Your assignment ▸ Lines with the word "signer" are the answer; copy each of them from the data below.

Working data ▸
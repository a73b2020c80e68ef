/// Defines a table schema: a named sled tree with typed keys and values.
macro_rules! define_table {
    ($(#[$docs:meta])+ ( $table_name:ident ) $key:ty => $value:ty) => {
        $(#[$docs])+
        ///
        #[doc = concat!("Takes [`", stringify!($key), "`] as a key and returns [`", stringify!($value), "`]")]
        #[derive(Clone, Copy, Debug, Default)]
        pub(crate) struct $table_name;

        impl $crate::schema::Schema for $table_name {
            const TREE_NAME: &'static str = ::core::stringify!($table_name);
            type Key = $key;
            type Value = $value;
        }
    };
}

/// Defines a database struct holding one typed tree per schema.
macro_rules! define_sled_database {
    (
        $(#[$meta:meta])*
        pub struct $db_name:ident {
            $($vis:vis $field:ident: $schema:ty),* $(,)?
        }
    ) => {
        $(#[$meta])*
        #[derive(Debug)]
        pub struct $db_name {
            $(
                $vis $field: $crate::schema::SledTree<$schema>,
            )*
            db: sled::Db,
            config: $crate::SledDbConfig,
        }

        impl $db_name {
            pub fn new(db: sled::Db, config: $crate::SledDbConfig) -> rollup_db_types::DbResult<Self> {
                Ok(Self {
                    $(
                        $field: $crate::schema::SledTree::open(&db)?,
                    )*
                    db,
                    config,
                })
            }

            /// Flushes dirty buffers to disk, returning the number of bytes written.
            pub fn flush(&self) -> rollup_db_types::DbResult<usize> {
                Ok(self.db.flush()?)
            }

            fn flush_if_configured(&self) -> rollup_db_types::DbResult<()> {
                if self.config.flush_on_commit {
                    self.db.flush()?;
                }
                Ok(())
            }
        }
    };
}

#[cfg(test)]
macro_rules! sled_db_test_setup {
    ($db_type:ty, $test_macro:ident) => {
        fn setup_db() -> $db_type {
            let db = sled::Config::new().temporary(true).open().unwrap();
            let config = $crate::SledDbConfig::test();
            <$db_type>::new(db, config).unwrap()
        }

        $test_macro!(setup_db());
    };
}
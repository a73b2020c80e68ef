use arbitrary::Arbitrary;
use borsh::{BorshDeserialize, BorshSerialize};
use rollup_primitives::Buf32;
use serde::{Deserialize, Serialize};

use crate::ValidatorId;

/// Entries of the append-only audit log.
#[derive(
    Clone, Debug, PartialEq, Eq, Arbitrary, BorshDeserialize, BorshSerialize, Deserialize, Serialize,
)]
#[serde(tag = "kind", rename_all = "snake_case")]
pub enum RollupEvent {
    BatchCommitted {
        batch_number: u64,
        leaf: Buf32,
        validator: ValidatorId,
        committed_at: u64,
    },

    FraudConfirmed {
        batch_number: u64,
        /// Validator that committed the fraudulent leaf.
        validator: ValidatorId,
        committed_leaf: Buf32,
        asserted_leaf: Buf32,
        challenger: ValidatorId,
        committed_at: u64,
        disputed_at: u64,
    },
}

impl RollupEvent {
    pub fn batch_number(&self) -> u64 {
        match self {
            Self::BatchCommitted { batch_number, .. } => *batch_number,
            Self::FraudConfirmed { batch_number, .. } => *batch_number,
        }
    }
}
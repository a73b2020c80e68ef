use rollup_checkpoint_types::ValidatorId;

/// Facts the host runtime supplies for the current call.
///
/// The signer must already be authenticated by whoever builds the context.
#[derive(Copy, Clone, Debug, PartialEq, Eq)]
pub struct CallContext {
    signer: ValidatorId,
    timestamp: u64,
}

impl CallContext {
    pub fn new(signer: ValidatorId, timestamp: u64) -> Self {
        Self { signer, timestamp }
    }

    pub fn signer(&self) -> &ValidatorId {
        &self.signer
    }

    /// Host clock, unix seconds.
    pub fn timestamp(&self) -> u64 {
        self.timestamp
    }
}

Response ▸
/// The signer must already be authenticated by whoever builds the context.
    signer: ValidatorId,
    pub fn new(signer: ValidatorId, timestamp: u64) -> Self {
        Self { signer, timestamp }
    pub fn signer(&self) -> &ValidatorId {
        &self.signer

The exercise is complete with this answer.